In considering optional changes to coverage, states may wish to avoid service authorization changes that lead to more individuals being placed in institutional or congregate settings, as these settings have had a disproportionate share of COVID-19 cases and deaths. We also note that regardless of the flexibility provided at § 433.400(c)(3), states retain their obligations to provide services and supports in the “most integrated setting” under the integration mandate of Title II of the Americans with Disabilities Act (ADA), as interpreted by the Supreme Court in Olmstead v. L.C., 527 U.S. 581 (1999) (hereafter “Olmstead”), to avoid unjustified institutionalization or segregation. If the elimination of an optional benefit results in or places an individual with a disability at risk of unjustified institutionalization or segregation, it may be a violation of the state's obligations under the ADA and Olmstead. States' Olmstead obligations do not confer Medicaid authority or create Medicaid obligations where they do not otherwise exist; states may choose to (and in some cases would be required to) use funds outside of or in addition to Medicaid to comply with Olmstead responsibilities.
Under title II of the ADA and Olmstead, the unjustified isolation of individuals with disabilities constitutes unlawful discrimination. States are required to provide community-based treatment where such treatment would be appropriate, the affected person does not oppose such treatment, and the treatment can be reasonably accommodated.
See DOJ's Statement of the Department of Justice on Enforcement of the Integration Mandate of Title II of the Americans with Disabilities Act and Olmstead v. L.C., Question 9, updated February 25, 2020, available at: https://www.ada.gov/olmstead/q&a_olmstead.htm.
Finally, states may generally establish or increase cost sharing (consistent with sections 1916 and 1916A of the Act, implementing regulations at 42 CFR 447.50 through 447.90, and the state plan), and increase beneficiary obligations under the PETI rules, and still comply with FFCRA section 6008(b)(3). However, states should also comply with FFCRA 6008(b)(4) if they are claiming the temporary FMAP increase. For example, a state may increase the liability of individuals receiving Medicaid coverage for institutional services under the state plan through otherwise permissible reductions in their standard personal needs allowances or family allowances. In addition, they may transfer a beneficiary from one program furnishing HCBS (for example, a waiver program authorized under section 1915(c) of the Act) to another as a beneficiary's health status and level of care changes.

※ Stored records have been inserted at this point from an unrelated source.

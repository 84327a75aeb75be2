#![doc = r#"
The byte-stream adapter supplied by the caller.

[`MidiStream`] is the crate's only view of the underlying storage: three
blocking operations over an absolute byte space. The decoder layers a
logical cursor on top (see [`crate::reader`]) so it can seek relative to
its own position; the stream itself only ever sees absolute offsets.

Implementations are provided for in-memory cursors and files. A stream is
free to support only the operations its backing store allows; a read-only
slice simply fails `write`, which the writers surface as
[`WriteError::WritingFailed`].
"#]

use std::fs::File;
use std::io::{Cursor, Read, Seek, SeekFrom, Write};

use thiserror::Error;

use crate::error::WriteError;
use crate::vlq;

/// The adapter reports failure only; the decoder decides what it means
/// (an unexpected end during reads, a failed write during writes).
#[derive(Debug, Clone, Copy, PartialEq, Eq, Error)]
#[error("the byte stream reported a failure")]
pub struct StreamError;

/// A blocking byte source/sink with absolute addressing.
///
/// Contract: `read` fills the whole buffer or fails, `write` consumes
/// the whole buffer or fails, `seek` positions the stream at an absolute
/// byte offset. An implementation must not call back into the document
/// it is currently servicing; reentrancy is undefined behavior by
/// contract and is not enforced at runtime.
pub trait MidiStream {
    /// Read exactly `buf.len()` bytes into `buf`.
    fn read(&mut self, buf: &mut [u8]) -> Result<(), StreamError>;
    /// Write all of `buf`.
    fn write(&mut self, buf: &[u8]) -> Result<(), StreamError>;
    /// Seek to an absolute byte offset.
    fn seek(&mut self, position: u64) -> Result<(), StreamError>;
}

impl MidiStream for Cursor<Vec<u8>> {
    fn read(&mut self, buf: &mut [u8]) -> Result<(), StreamError> {
        self.read_exact(buf).map_err(|_| StreamError)
    }

    fn write(&mut self, buf: &[u8]) -> Result<(), StreamError> {
        self.write_all(buf).map_err(|_| StreamError)
    }

    fn seek(&mut self, position: u64) -> Result<(), StreamError> {
        Seek::seek(self, SeekFrom::Start(position))
            .map(|_| ())
            .map_err(|_| StreamError)
    }
}

impl MidiStream for Cursor<&[u8]> {
    fn read(&mut self, buf: &mut [u8]) -> Result<(), StreamError> {
        self.read_exact(buf).map_err(|_| StreamError)
    }

    fn write(&mut self, _buf: &[u8]) -> Result<(), StreamError> {
        // A borrowed slice is read-only.
        Err(StreamError)
    }

    fn seek(&mut self, position: u64) -> Result<(), StreamError> {
        Seek::seek(self, SeekFrom::Start(position))
            .map(|_| ())
            .map_err(|_| StreamError)
    }
}

impl MidiStream for File {
    fn read(&mut self, buf: &mut [u8]) -> Result<(), StreamError> {
        self.read_exact(buf).map_err(|_| StreamError)
    }

    fn write(&mut self, buf: &[u8]) -> Result<(), StreamError> {
        self.write_all(buf).map_err(|_| StreamError)
    }

    fn seek(&mut self, position: u64) -> Result<(), StreamError> {
        Seek::seek(self, SeekFrom::Start(position))
            .map(|_| ())
            .map_err(|_| StreamError)
    }
}

/// Write a 16-bit integer big-endian, as the wire format requires.
pub fn write_u16_be<S: MidiStream>(stream: &mut S, value: u16) -> Result<(), WriteError> {
    stream
        .write(&value.to_be_bytes())
        .map_err(|_| WriteError::WritingFailed)
}

/// Write a 32-bit integer big-endian.
pub fn write_u32_be<S: MidiStream>(stream: &mut S, value: u32) -> Result<(), WriteError> {
    stream
        .write(&value.to_be_bytes())
        .map_err(|_| WriteError::WritingFailed)
}

/// Write a delta time or length as a variable-length quantity.
///
/// `value` must fit in 28 bits (see [`vlq::encode`]).
pub fn write_vlq<S: MidiStream>(stream: &mut S, value: u32) -> Result<(), WriteError> {
    let (buf, len) = vlq::encode(value);
    stream
        .write(&buf[..len])
        .map_err(|_| WriteError::WritingFailed)
}
use num_enum::{IntoPrimitive, TryFromPrimitive};

/// The file's format word.
///
/// Format 0 holds one track carrying every channel; format 1 holds
/// simultaneous tracks sharing a time base; format 2 holds sequentially
/// independent patterns.
#[derive(Debug, Clone, Copy, PartialEq, Eq, TryFromPrimitive, IntoPrimitive)]
#[repr(u16)]
pub enum FormatType {
    /// Format 0
    SingleMultiChannel = 0,
    /// Format 1
    Simultaneous = 1,
    /// Format 2
    SequentiallyIndependent = 2,
}
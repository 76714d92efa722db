mod common;

use axum::body::Body;
use axum::http::{Request, StatusCode};
use common::{body_json, build_test_app};
use sqlx::PgPool;
use tower::ServiceExt;

/// `/health` sits outside `/api/v1` and needs no API key.
#[sqlx::test(migrations = "../db/migrations")]
async fn test_health_reports_database(pool: PgPool) {
    let app = build_test_app(pool);
    let request = Request::builder().uri("/health").body(Body::empty()).unwrap();

    let response = app.oneshot(request).await.unwrap();
    assert_eq!(response.status(), StatusCode::OK);
    assert!(response.headers().contains_key("x-request-id"));

    let json = body_json(response).await;
    assert_eq!(json["status"], "ok");
    assert_eq!(json["db_healthy"], true);
}
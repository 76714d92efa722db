//! Handler for the dashboard aggregate.

use axum::extract::State;
use axum::Json;
use plano_core::dashboard::{StatusBucket, StatusSummary};
use plano_db::repositories::PlanoAnualRepo;
use serde::Serialize;

use crate::error::AppResult;
use crate::middleware::auth::AuthUser;
use crate::response::DataResponse;
use crate::state::AppState;

/// Status aggregate over every plan action.
#[derive(Debug, Serialize)]
pub struct DashboardSummary {
    #[serde(flatten)]
    pub counts: StatusSummary,
    pub buckets: [StatusBucket; 4],
    pub completion_rate: u32,
    pub in_progress_rate: u32,
    pub late_rate: u32,
}

impl From<StatusSummary> for DashboardSummary {
    fn from(counts: StatusSummary) -> Self {
        Self {
            buckets: counts.buckets(),
            completion_rate: counts.completion_rate(),
            in_progress_rate: counts.in_progress_rate(),
            late_rate: counts.late_rate(),
            counts,
        }
    }
}

/// GET /api/v1/dashboard/summary
pub async fn summary(
    _user: AuthUser,
    State(state): State<AppState>,
) -> AppResult<Json<DataResponse<DashboardSummary>>> {
    let statuses = PlanoAnualRepo::list_statuses(&state.pool).await?;
    let counts = StatusSummary::from_statuses(statuses);
    Ok(Json(DataResponse {
        data: counts.into(),
    }))
}
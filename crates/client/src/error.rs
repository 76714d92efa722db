/// Errors returned by a [`crate::store::PlanStore`].
///
/// View-models never show these to the user; they log them and display one
/// of the fixed messages in [`plano_core::messages`].
#[derive(Debug, thiserror::Error)]
pub enum StoreError {
    /// The HTTP request itself failed (network, DNS, TLS, decoding).
    #[error("HTTP request failed: {0}")]
    Transport(#[from] reqwest::Error),

    /// A delete was refused because other rows still reference the target.
    #[error("Delete refused: {0}")]
    DependentRecords(String),

    /// Credentials or token rejected.
    #[error("Unauthorized: {0}")]
    Unauthorized(String),

    /// Any other non-2xx answer.
    #[error("Store error ({status} {code}): {message}")]
    Api {
        status: u16,
        code: String,
        message: String,
    },
}

impl StoreError {
    pub fn is_dependent_records(&self) -> bool {
        matches!(self, StoreError::DependentRecords(_))
    }
}
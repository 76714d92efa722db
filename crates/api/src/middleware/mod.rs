//! Request guards.
//!
//! - [`api_key::require_api_key`] -- rejects requests without the public `apikey` header.
//! - [`auth::AuthUser`] -- extracts the authenticated actor from a JWT Bearer token.

pub mod api_key;
pub mod auth;
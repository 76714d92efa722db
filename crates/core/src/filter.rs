//! Equality filters for the plan listing.
//!
//! A filter is a conjunction of optional equality constraints. `None` means
//! "no constraint on this field" and is distinct from any concrete value.

use serde::{Deserialize, Serialize};

use crate::status::PlanoStatus;
use crate::types::DbId;

/// Filters accepted by `GET /plano-anual`.
#[derive(Debug, Clone, Copy, Default, PartialEq, Eq, Serialize, Deserialize)]
pub struct PlanoFilter {
    #[serde(default, skip_serializing_if = "Option::is_none")]
    pub regional_id: Option<DbId>,
    #[serde(default, skip_serializing_if = "Option::is_none")]
    pub responsavel_id: Option<DbId>,
    #[serde(default, skip_serializing_if = "Option::is_none")]
    pub status: Option<PlanoStatus>,
}

impl PlanoFilter {
    pub fn is_empty(&self) -> bool {
        self.regional_id.is_none() && self.responsavel_id.is_none() && self.status.is_none()
    }

    /// Whether a row with the given fields satisfies every supplied constraint.
    pub fn matches(&self, regional_id: DbId, responsavel_id: DbId, status: PlanoStatus) -> bool {
        self.regional_id.is_none_or(|id| id == regional_id)
            && self.responsavel_id.is_none_or(|id| id == responsavel_id)
            && self.status.is_none_or(|s| s == status)
    }

    /// Change the regional constraint.
    ///
    /// The responsável constraint is always dropped: the previous choice may
    /// not belong to the new regional.
    pub fn select_regional(&mut self, regional_id: Option<DbId>) {
        self.regional_id = regional_id;
        self.responsavel_id = None;
    }

    pub fn select_responsavel(&mut self, responsavel_id: Option<DbId>) {
        self.responsavel_id = responsavel_id;
    }

    pub fn select_status(&mut self, status: Option<PlanoStatus>) {
        self.status = status;
    }

    pub fn clear(&mut self) {
        *self = Self::default();
    }
}

/// Anything that belongs to exactly one regional.
pub trait BelongsToRegional {
    fn regional_id(&self) -> DbId;
}

/// The responsáveis a picker should offer for the selected regional.
///
/// With no regional selected every responsável is offered.
pub fn options_for_regional<T: BelongsToRegional>(items: &[T], regional_id: Option<DbId>) -> Vec<&T> {
    items
        .iter()
        .filter(|item| regional_id.is_none_or(|id| item.regional_id() == id))
        .collect()
}

#[cfg(test)]
mod tests {
    use super::*;
    use PlanoStatus::*;

    struct Row {
        regional_id: DbId,
        responsavel_id: DbId,
        status: PlanoStatus,
    }

    impl BelongsToRegional for Row {
        fn regional_id(&self) -> DbId {
            self.regional_id
        }
    }

    fn rows() -> Vec<Row> {
        vec![
            Row { regional_id: 1, responsavel_id: 10, status: Planejado },
            Row { regional_id: 1, responsavel_id: 11, status: Concluido },
            Row { regional_id: 2, responsavel_id: 20, status: Planejado },
        ]
    }

    fn apply(filter: &PlanoFilter) -> Vec<usize> {
        rows()
            .iter()
            .enumerate()
            .filter(|(_, r)| filter.matches(r.regional_id, r.responsavel_id, r.status))
            .map(|(i, _)| i)
            .collect()
    }

    #[test]
    fn empty_filter_matches_everything() {
        assert!(PlanoFilter::default().is_empty());
        assert_eq!(apply(&PlanoFilter::default()), vec![0, 1, 2]);
    }

    #[test]
    fn filters_are_conjunctive() {
        let filter = PlanoFilter {
            regional_id: Some(1),
            responsavel_id: None,
            status: Some(Planejado),
        };
        assert_eq!(apply(&filter), vec![0]);
    }

    #[test]
    fn single_field_filters() {
        let by_status = PlanoFilter { status: Some(Planejado), ..Default::default() };
        assert_eq!(apply(&by_status), vec![0, 2]);

        let by_responsavel = PlanoFilter { responsavel_id: Some(11), ..Default::default() };
        assert_eq!(apply(&by_responsavel), vec![1]);
    }

    #[test]
    fn selecting_regional_resets_responsavel() {
        let mut filter = PlanoFilter::default();
        filter.select_regional(Some(1));
        filter.select_responsavel(Some(10));
        filter.select_status(Some(Atrasado));

        filter.select_regional(Some(2));
        assert_eq!(filter.regional_id, Some(2));
        assert_eq!(filter.responsavel_id, None);
        assert_eq!(filter.status, Some(Atrasado));
    }

    #[test]
    fn clear_removes_every_constraint() {
        let mut filter = PlanoFilter {
            regional_id: Some(1),
            responsavel_id: Some(2),
            status: Some(Concluido),
        };
        filter.clear();
        assert!(filter.is_empty());
    }

    #[test]
    fn options_follow_selected_regional() {
        let rows = rows();
        assert_eq!(options_for_regional(&rows, None).len(), 3);

        let only_first = options_for_regional(&rows, Some(1));
        assert_eq!(only_first.len(), 2);
        assert!(only_first.iter().all(|r| r.regional_id == 1));

        assert!(options_for_regional(&rows, Some(99)).is_empty());
    }

    #[test]
    fn unset_fields_are_omitted_when_serialized() {
        let filter = PlanoFilter { status: Some(EmAndamento), ..Default::default() };
        let json = serde_json::to_value(filter).unwrap();
        assert_eq!(json, serde_json::json!({ "status": "Em andamento" }));
    }
}
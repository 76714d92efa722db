//! User entity model and DTOs.

use plano_core::types::{DbId, Timestamp};
use serde::Serialize;
use sqlx::FromRow;

/// Full user row from the `users` table.
///
/// Contains the password hash -- never serialize this to API responses.
/// Use [`UserResponse`] for external-facing output.
#[derive(Debug, Clone, FromRow)]
pub struct User {
    pub id: DbId,
    pub email: String,
    pub password_hash: String,
    pub last_login_at: Option<Timestamp>,
    pub created_at: Timestamp,
}

/// Safe user representation for API responses (no password hash).
#[derive(Debug, Clone, Serialize)]
pub struct UserResponse {
    pub id: DbId,
    pub email: String,
    pub last_login_at: Option<Timestamp>,
    pub created_at: Timestamp,
}

impl From<User> for UserResponse {
    fn from(user: User) -> Self {
        Self {
            id: user.id,
            email: user.email,
            last_login_at: user.last_login_at,
            created_at: user.created_at,
        }
    }
}

/// DTO for registering a new user. The password is already hashed.
#[derive(Debug)]
pub struct CreateUser {
    pub email: String,
    pub password_hash: String,
}
//! Online/offline indicator.
//!
//! Purely advisory: nothing is blocked, queued or retried while offline.

use plano_core::messages;

/// Browser-style connectivity transitions.
#[derive(Debug, Clone, Copy, PartialEq, Eq)]
pub enum ConnectivityEvent {
    Online,
    Offline,
}

#[derive(Debug, Clone, Copy, PartialEq, Eq)]
pub struct Connectivity {
    online: bool,
}

impl Connectivity {
    /// Start from the platform's current reading.
    pub fn new(online: bool) -> Self {
        Self { online }
    }

    pub fn is_online(&self) -> bool {
        self.online
    }

    pub fn apply(&mut self, event: ConnectivityEvent) {
        let online = event == ConnectivityEvent::Online;
        if online != self.online {
            tracing::info!(online, "Connectivity changed");
        }
        self.online = online;
    }

    /// Banner text while offline.
    pub fn banner(&self) -> Option<&'static str> {
        (!self.online).then_some(messages::OFFLINE_BANNER)
    }
}

impl Default for Connectivity {
    fn default() -> Self {
        Self::new(true)
    }
}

Prior to reducing benefits or increasing cost sharing or beneficiary liability a state must provide proper advance notice and comply with other applicable statutory and regulatory requirements. In particular, the advance notice requirements that apply under 42 CFR 431.211 preclude states from reducing benefits or increasing cost sharing or beneficiary liability retroactively. Additionally, 42 CFR 440.230(b) limits states' flexibility to reduce the amount, duration, or scope of benefits; that regulation requires that each Medicaid service must be sufficient in amount, duration, and scope to reasonably achieve its purpose.
7. Exceptions to Maintaining Enrollment
Section 433.400(d) of this IFC describes the exceptions to the continuous enrollment requirement in § 433.400(c)(2). Section 6008(b)(3) of the FFCRA specifies that a beneficiary's Medicaid enrollment may be terminated if the beneficiary requests a voluntary termination of eligibility or the beneficiary is no longer a resident of the state. These exceptions are described in § 433.400(d)(1)(i) and (ii). Because a beneficiary who dies is no longer a state resident, § 433.400(d)(1)(iii) also provides an exception for deceased beneficiaries.
Section 433.400(d)(2) provides that states that have elected the option under section 1903(v)(4) of the Act to provide coverage to certain lawfully residing children and/or pregnant women, must limit the provision of services for these beneficiaries to services necessary for treatment of an emergency medical condition, as defined in section 1903(v)(3) of the Act, when they no longer meet the criteria at section 1903(v)(4) of the Act. This is because section 1903(v) of the Act prohibits the provision of FFP for otherwise eligible non-citizens who are not in a satisfactory immigration status, except as provided under paragraphs (2) (authorizing FFP for services necessary to treat an emergency medical condition) and (4) (relating to coverage of certain lawfully residing children and/or pregnant women) of section 1903(v) of the Act.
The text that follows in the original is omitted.